“Broke Train”

We were getting ready to leave the other day and Carter asked if he could bring his “broke train” with him in the truck. Without batting an eye, I told him that he could. You see, in our house “broke train” is just one of the toys that Carter regularly plays with. In the beginning, he got really frustrated that we couldn’t get the battery to work. He begged us to fix it and no matter what we tried, we could not get the battery connection to fire properly. After a while, he stopped asking for help to fix the train and he accepted the fact that the train was simply broken. Soon he began to use it like it was without even thinking about what it would be capable of if it was working properly. Now, “broke train” is a toy that Carter carries around with him everywhere and the whole household has accepted “broke train” just like it is.
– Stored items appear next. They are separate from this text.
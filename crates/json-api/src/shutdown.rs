//! Graceful shutdown signal handling

use std::{io, time::Duration};

use salvo::server::ServerHandle;
use thiserror::Error;
use tokio::signal;
use tracing::info;

#[derive(Debug, Error)]
pub(crate) enum ShutdownSignalError {
    #[error("failed to install Ctrl+C handler: {0}")]
    CtrlC(#[source] io::Error),

    #[cfg(unix)]
    #[error("failed to install SIGTERM handler: {0}")]
    SigTerm(#[source] io::Error),
}

/// Waits for Ctrl+C or SIGTERM, then stops accepting connections and gives
/// in-flight checkouts `grace` to finish their transactions.
pub(crate) async fn listen(handle: ServerHandle, grace: Duration) -> Result<(), ShutdownSignalError> {
    let signal = wait_for_signal().await?;

    info!(
        signal,
        grace_secs = grace.as_secs(),
        "shutdown signal received, draining requests"
    );

    handle.stop_graceful(Some(grace));

    Ok(())
}

#[cfg(unix)]
async fn wait_for_signal() -> Result<&'static str, ShutdownSignalError> {
    let mut terminate = signal::unix::signal(signal::unix::SignalKind::terminate())
        .map_err(ShutdownSignalError::SigTerm)?;

    tokio::select! {
        result = signal::ctrl_c() => {
            result.map_err(ShutdownSignalError::CtrlC)?;

            Ok("ctrl_c")
        }
        _ = terminate.recv() => Ok("terminate"),
    }
}

#[cfg(not(unix))]
async fn wait_for_signal() -> Result<&'static str, ShutdownSignalError> {
    signal::ctrl_c().await.map_err(ShutdownSignalError::CtrlC)?;

    Ok("ctrl_c")
}
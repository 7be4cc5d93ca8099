//! Orders service.
//!
//! Placing an order is assembly followed by commit. Assembly reads the
//! catalog and coupon store and prices the order without side effects. Commit
//! is the only place stock and coupon usage change, and it does so in one
//! transaction: stock is taken with conditional decrements, coupon usage with
//! a conditional increment, and the order and its items are written last.
//! Returning early from commit drops the transaction, which rolls back every
//! mutation made so far.

use async_trait::async_trait;
use bazaar::{
    checkout::{AssemblyError, CheckoutRequest, ValidatedCheckout, assemble},
    coupons::Coupon,
    customers::PhoneNumber,
    orders::{IdempotencyKey, Order, OrderDraft, OrderNumber, OrderUuid},
};
use jiff::Timestamp;
use mockall::automock;
use sqlx::{Postgres, Transaction};
use tracing::{Span, debug, info, warn};
use uuid::Uuid;

use crate::{
    database::Db,
    domain::{
        catalog::repository::PgCatalogRepository,
        coupons::repository::PgCouponsRepository,
        orders::{
            data::{Page, PlacedOrder, StatusUpdate},
            errors::OrdersServiceError,
            records::OrderRecord,
            repositories::{PgOrdersRepository, PgStockRepository},
        },
    },
};

/// Attempts at finding an unused order number within one commit.
const MAX_ORDER_NUMBER_ATTEMPTS: usize = 5;

#[derive(Debug, Clone)]
pub struct PgOrdersService {
    db: Db,
    catalog: PgCatalogRepository,
    coupons: PgCouponsRepository,
    orders: PgOrdersRepository,
    stock: PgStockRepository,
}

impl PgOrdersService {
    #[must_use]
    pub fn new(db: Db) -> Self {
        Self {
            db,
            catalog: PgCatalogRepository::new(),
            coupons: PgCouponsRepository::new(),
            orders: PgOrdersRepository::new(),
            stock: PgStockRepository::new(),
        }
    }

    /// Take stock for every line, in lock order. Fails on the first line
    /// that cannot be served.
    async fn take_stock(
        &self,
        tx: &mut Transaction<'_, Postgres>,
        draft: &OrderDraft,
    ) -> Result<(), OrdersServiceError> {
        for (line, requested) in draft.stock_decrements() {
            if self.stock.decrement(tx, line, requested).await? > 0 {
                continue;
            }

            let rejection = match self.stock.available(tx, line).await? {
                Some(available) => AssemblyError::InsufficientStock {
                    line,
                    requested,
                    available,
                },
                None => AssemblyError::ProductUnavailable { line },
            };

            return Err(rejection.into());
        }

        Ok(())
    }

    /// The order an earlier submission with the same customer and key
    /// produced, if any.
    async fn find_replay(
        &self,
        tx: &mut Transaction<'_, Postgres>,
        phone: &PhoneNumber,
        key: Option<&IdempotencyKey>,
    ) -> Result<Option<OrderRecord>, OrdersServiceError> {
        let Some(key) = key else {
            return Ok(None);
        };

        Ok(self.orders.find_by_idempotency_key(tx, phone, key).await?)
    }

    async fn attach_items(
        &self,
        tx: &mut Transaction<'_, Postgres>,
        records: Vec<OrderRecord>,
    ) -> Result<Vec<Order>, OrdersServiceError> {
        let uuids: Vec<OrderUuid> = records.iter().map(|record| record.uuid).collect();
        let mut items = self.orders.find_items(tx, &uuids).await?;

        Ok(records
            .into_iter()
            .map(|record| {
                let lines = items.remove(&record.uuid).unwrap_or_default();

                record.with_items(lines)
            })
            .collect())
    }
}

#[async_trait]
impl OrdersService for PgOrdersService {
    #[tracing::instrument(
        name = "orders.service.assemble_order",
        skip(self, checkout),
        fields(lines = checkout.lines().len()),
        err
    )]
    async fn assemble_order(&self, checkout: ValidatedCheckout) -> Result<OrderDraft, OrdersServiceError> {
        let lines: Vec<_> = checkout.line_keys().collect();

        let mut tx = self.db.begin().await?;

        let snapshot = self.catalog.fetch_snapshot(&mut tx, &lines).await?;

        let coupon = match checkout.coupon_code() {
            Some(code) => self
                .coupons
                .find_coupon_by_code(&mut tx, code)
                .await?
                .map(Coupon::from),
            None => None,
        };

        tx.commit().await?;

        let draft = assemble(
            &checkout,
            &snapshot,
            coupon.as_ref(),
            Timestamp::now(),
            &mut rand::thread_rng(),
        )?;

        debug!(
            subtotal = draft.subtotal(),
            discount = draft.discount(),
            total = draft.total(),
            "assembled order"
        );

        Ok(draft)
    }

    #[tracing::instrument(
        name = "orders.service.commit_order",
        skip(self, draft),
        fields(order_number = %draft.order_number(), total = draft.total()),
        err
    )]
    async fn commit_order(&self, draft: OrderDraft) -> Result<PlacedOrder, OrdersServiceError> {
        let mut tx = self.db.begin().await?;

        let phone = &draft.customer().phone;

        if let Some(existing) = self.find_replay(&mut tx, phone, draft.idempotency_key()).await? {
            info!(order_number = %existing.order_number, "replayed order");

            return Ok(PlacedOrder::replayed(&existing));
        }

        self.take_stock(&mut tx, &draft).await?;

        if let Some(coupon) = draft.coupon()
            && self.coupons.increment_usage(&mut tx, coupon.uuid).await? == 0
        {
            return Err(OrdersServiceError::CouponExhausted);
        }

        let uuid = OrderUuid::new();
        let mut draft = draft;

        for attempt in 1..=MAX_ORDER_NUMBER_ATTEMPTS {
            if let Some(created) = self.orders.insert_order(&mut tx, uuid, &draft).await? {
                self.orders.insert_items(&mut tx, created.uuid, draft.items()).await?;

                tx.commit().await?;

                info!(
                    order_uuid = %created.uuid,
                    order_number = %created.order_number,
                    total = created.total,
                    "placed order"
                );

                return Ok(PlacedOrder::created(&created));
            }

            // A concurrent submission with the same key won the insert.
            if let Some(existing) = self
                .find_replay(&mut tx, &draft.customer().phone, draft.idempotency_key())
                .await?
            {
                info!(order_number = %existing.order_number, "replayed order");

                return Ok(PlacedOrder::replayed(&existing));
            }

            warn!(attempt, order_number = %draft.order_number(), "order number collision");

            let next = OrderNumber::generate(Timestamp::now(), &mut rand::thread_rng());
            draft = draft.with_order_number(next);
        }

        Err(OrdersServiceError::OrderNumberExhausted)
    }

    #[tracing::instrument(
        name = "orders.service.place_order",
        skip(self, request),
        fields(order_number = tracing::field::Empty, replayed = tracing::field::Empty),
        err
    )]
    async fn place_order(&self, request: CheckoutRequest) -> Result<PlacedOrder, OrdersServiceError> {
        let checkout = request.validate()?;

        // Replays skip the stock and coupon checks.
        if checkout.idempotency_key().is_some() {
            let mut tx = self.db.begin().await?;

            let existing = self
                .find_replay(&mut tx, &checkout.customer().phone, checkout.idempotency_key())
                .await?;

            tx.commit().await?;

            if let Some(existing) = existing {
                info!(order_number = %existing.order_number, "replayed order");

                let placed = PlacedOrder::replayed(&existing);

                Span::current()
                    .record("order_number", tracing::field::display(&placed.order_number))
                    .record("replayed", placed.replayed);

                return Ok(placed);
            }
        }

        let draft = self.assemble_order(checkout.clone()).await?;

        let placed = match self.commit_order(draft).await {
            Err(error) if error.is_retryable() => {
                warn!(reason = error.reason_code(), "commit lost a race, re-assembling once");

                let draft = self.assemble_order(checkout).await?;

                self.commit_order(draft).await?
            }
            result => result?,
        };

        Span::current()
            .record("order_number", tracing::field::display(&placed.order_number))
            .record("replayed", placed.replayed);

        Ok(placed)
    }

    async fn get_order(&self, order_number: OrderNumber) -> Result<Order, OrdersServiceError> {
        let mut tx = self.db.begin().await?;

        let record = self.orders.find_by_number(&mut tx, &order_number).await?;
        let order = self.attach_items(&mut tx, vec![record]).await?;

        tx.commit().await?;

        order.into_iter().next().ok_or(OrdersServiceError::NotFound)
    }

    async fn track_orders(&self, phone: PhoneNumber) -> Result<Vec<Order>, OrdersServiceError> {
        let mut tx = self.db.begin().await?;

        let records = self.orders.find_by_phone(&mut tx, phone.as_str()).await?;
        let orders = self.attach_items(&mut tx, records).await?;

        tx.commit().await?;

        Ok(orders)
    }

    async fn list_orders(&self, page: Page) -> Result<Vec<Order>, OrdersServiceError> {
        let mut tx = self.db.begin().await?;

        let records = self
            .orders
            .find_recent(&mut tx, page.limit(), page.offset())
            .await?;
        let orders = self.attach_items(&mut tx, records).await?;

        tx.commit().await?;

        Ok(orders)
    }

    async fn list_orders_for_user(&self, user: Uuid) -> Result<Vec<Order>, OrdersServiceError> {
        let mut tx = self.db.begin().await?;

        let records = self.orders.find_by_user(&mut tx, user).await?;
        let orders = self.attach_items(&mut tx, records).await?;

        tx.commit().await?;

        Ok(orders)
    }

    #[tracing::instrument(
        name = "orders.service.update_status",
        skip(self, update),
        fields(order_number = %order_number),
        err
    )]
    async fn update_status(
        &self,
        order_number: OrderNumber,
        update: StatusUpdate,
    ) -> Result<Order, OrdersServiceError> {
        let mut tx = self.db.begin().await?;

        let current = self.orders.find_by_number(&mut tx, &order_number).await?;

        let order_status = match update.order_status {
            Some(next) => current.order_status.transition(next)?,
            None => current.order_status,
        };

        let payment_status = match update.payment_status {
            Some(next) => current.payment_status.transition(next)?,
            None => current.payment_status,
        };

        let record = if (order_status, payment_status) == (current.order_status, current.payment_status) {
            current
        } else {
            let updated = self
                .orders
                .update_status(
                    &mut tx,
                    current.uuid,
                    (current.order_status, current.payment_status),
                    (order_status, payment_status),
                )
                .await?
                .ok_or(OrdersServiceError::StatusConflict)?;

            info!(
                order_status = %updated.order_status,
                payment_status = %updated.payment_status,
                "updated order status"
            );

            updated
        };

        let order = self.attach_items(&mut tx, vec![record]).await?;

        tx.commit().await?;

        order.into_iter().next().ok_or(OrdersServiceError::NotFound)
    }
}

#[automock]
#[async_trait]
pub trait OrdersService: Send + Sync {
    /// Price a validated checkout against current catalog and coupon state.
    /// Nothing is written.
    async fn assemble_order(&self, checkout: ValidatedCheckout) -> Result<OrderDraft, OrdersServiceError>;

    /// Atomically take stock, charge the coupon and write the order.
    async fn commit_order(&self, draft: OrderDraft) -> Result<PlacedOrder, OrdersServiceError>;

    /// Validate, assemble and commit a checkout, re-assembling once when the
    /// commit loses a stock race.
    async fn place_order(&self, request: CheckoutRequest) -> Result<PlacedOrder, OrdersServiceError>;

    /// Retrieve a single order with its items.
    async fn get_order(&self, order_number: OrderNumber) -> Result<Order, OrdersServiceError>;

    /// Orders placed with a phone number, newest first.
    async fn track_orders(&self, phone: PhoneNumber) -> Result<Vec<Order>, OrdersServiceError>;

    /// Most recent orders, newest first.
    async fn list_orders(&self, page: Page) -> Result<Vec<Order>, OrdersServiceError>;

    /// Orders placed by a signed-in customer, newest first.
    async fn list_orders_for_user(&self, user: Uuid) -> Result<Vec<Order>, OrdersServiceError>;

    /// Move an order along its status graph.
    async fn update_status(
        &self,
        order_number: OrderNumber,
        update: StatusUpdate,
    ) -> Result<Order, OrdersServiceError>;
}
As soon as I told Carter he could bring “broke train” with us in the truck, my mind switched gears into life application mode. I accepted the fact that this toy was broken, so much so that it was even in it’s name. If it was so easy to accept this broken toy, how easy might it be to accept other “broken” things in my life without batting an eye?

I started thinking about all of the things that we as Christians write-off as “small struggles” in our lives. Maybe it’s a bad habit or attitude. Maybe even a sour relationship. In the beginning, we may recognize these “broke trains” in our lives, get frustrated with ourselves, and seek help to change them. After a while of striving with no success, we stop trying to fix these “broke trains” and simply accept them as being a part of our lives. Soon, we go about life without even thinking about what we could be capable of if the “broke trains” were working properly. Now, these “broke trains” are a burden that we, as Christians, carry around with us everywhere, and even those around us have accepted our “broke trains” as a part of who we are.

I have been thinking about this comparison all week long. So many times I just write things off as, “Well, that’s always been hard for me and always will,” or, “That’s just the way I’ve always been,” or, “I can’t beat that, I’ve tried already.” When I do that, I’m accepting those “broke trains” as reality; but more than that, I’m not allowing God to be bigger than those bang-ups and hang-ups in my life.

It’s okay for Carter to accept his “broke train” as it is, but for us, I think we need to examine things a little closer, work a little harder, and surrender things a lot more.